Copy out once more, exactly, the line with "#[linkme::distributed_slice(CACHE_PROVIDERS)]" and all the lines after it, up to the last line of the data.

━━ Data in this exercise ━━

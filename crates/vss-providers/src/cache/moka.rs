//! Moka embedding cache provider
//!
//! Bounded, concurrent, least-recently-used cache of image embeddings
//! keyed by bucket and object key.
//!
//! ## Example
//!
//! ```ignore
//! use vss_providers::cache::MokaEmbeddingCache;
//!
//! let cache = MokaEmbeddingCache::new(10_000);
//! ```

use std::sync::atomic::{AtomicU64, Ordering};

use moka::policy::EvictionPolicy;
use moka::sync::Cache;
use vss_domain::ports::providers::{CacheStats, EmbeddingCacheProvider};
use vss_domain::value_objects::{CacheKey, EmbeddingVector};

use crate::constants::CACHE_DEFAULT_CAPACITY;

/// Moka-based embedding cache
///
/// Uses Moka's LRU eviction policy. Pending maintenance is run after each
/// insert, so the capacity bound holds as soon as `insert` returns.
pub struct MokaEmbeddingCache {
    cache: Cache<CacheKey, EmbeddingVector>,
    capacity: usize,
    hits: AtomicU64,
    misses: AtomicU64,
}

impl MokaEmbeddingCache {
    /// Create a cache holding at most `capacity` embeddings
    pub fn new(capacity: usize) -> Self {
        let cache = Cache::builder()
            .max_capacity(capacity as u64)
            .eviction_policy(EvictionPolicy::lru())
            .build();

        Self {
            cache,
            capacity,
            hits: AtomicU64::new(0),
            misses: AtomicU64::new(0),
        }
    }

    /// Get the maximum capacity of the cache
    pub fn capacity(&self) -> usize {
        self.capacity
    }
}

impl Default for MokaEmbeddingCache {
    fn default() -> Self {
        Self::new(CACHE_DEFAULT_CAPACITY)
    }
}

impl EmbeddingCacheProvider for MokaEmbeddingCache {
    fn get(&self, key: &CacheKey) -> Option<EmbeddingVector> {
        let found = self.cache.get(key);
        let counter = if found.is_some() {
            &self.hits
        } else {
            &self.misses
        };
        counter.fetch_add(1, Ordering::Relaxed);
        found
    }

    fn insert(&self, key: CacheKey, vector: EmbeddingVector) {
        self.cache.insert(key, vector);
        self.cache.run_pending_tasks();
    }

    fn contains(&self, key: &CacheKey) -> bool {
        self.cache.contains_key(key)
    }

    fn len(&self) -> usize {
        self.cache.run_pending_tasks();
        usize::try_from(self.cache.entry_count()).unwrap_or(usize::MAX)
    }

    fn clear(&self) {
        self.cache.invalidate_all();
        self.cache.run_pending_tasks();
    }

    fn stats(&self) -> CacheStats {
        self.cache.run_pending_tasks();
        CacheStats {
            hits: self.hits.load(Ordering::Relaxed),
            misses: self.misses.load(Ordering::Relaxed),
            entries: self.cache.entry_count(),
            capacity: self.capacity as u64,
        }
    }

    fn provider_name(&self) -> &str {
        "moka"
    }
}

impl std::fmt::Debug for MokaEmbeddingCache {
    fn fmt(&self, f: &mut std::fmt::Formatter<'_>) -> std::fmt::Result {
        f.debug_struct("MokaEmbeddingCache")
            .field("capacity", &self.capacity)
            .field("entries", &self.cache.entry_count())
            .finish()
    }
}

// ============================================================================
// Auto-registration via linkme
// ============================================================================

use vss_application::ports::registry::{CACHE_PROVIDERS, CacheProviderConfig, CacheProviderEntry};

#[linkme::distributed_slice(CACHE_PROVIDERS)]
static MOKA_PROVIDER: CacheProviderEntry = CacheProviderEntry {
    name: "moka",
    description: "Moka bounded LRU embedding cache",
    factory: |config: &CacheProviderConfig| {
        Ok(std::sync::Arc::new(MokaEmbeddingCache::new(config.capacity)))
    },
};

━━━

**Output below**
#[linkme::distributed_slice(CACHE_PROVIDERS)]
static MOKA_PROVIDER: CacheProviderEntry = CacheProviderEntry {
    name: "moka",
    description: "Moka bounded LRU embedding cache",
    factory: |config: &CacheProviderConfig| {
        Ok(std::sync::Arc::new(MokaEmbeddingCache::new(config.capacity)))
    },
};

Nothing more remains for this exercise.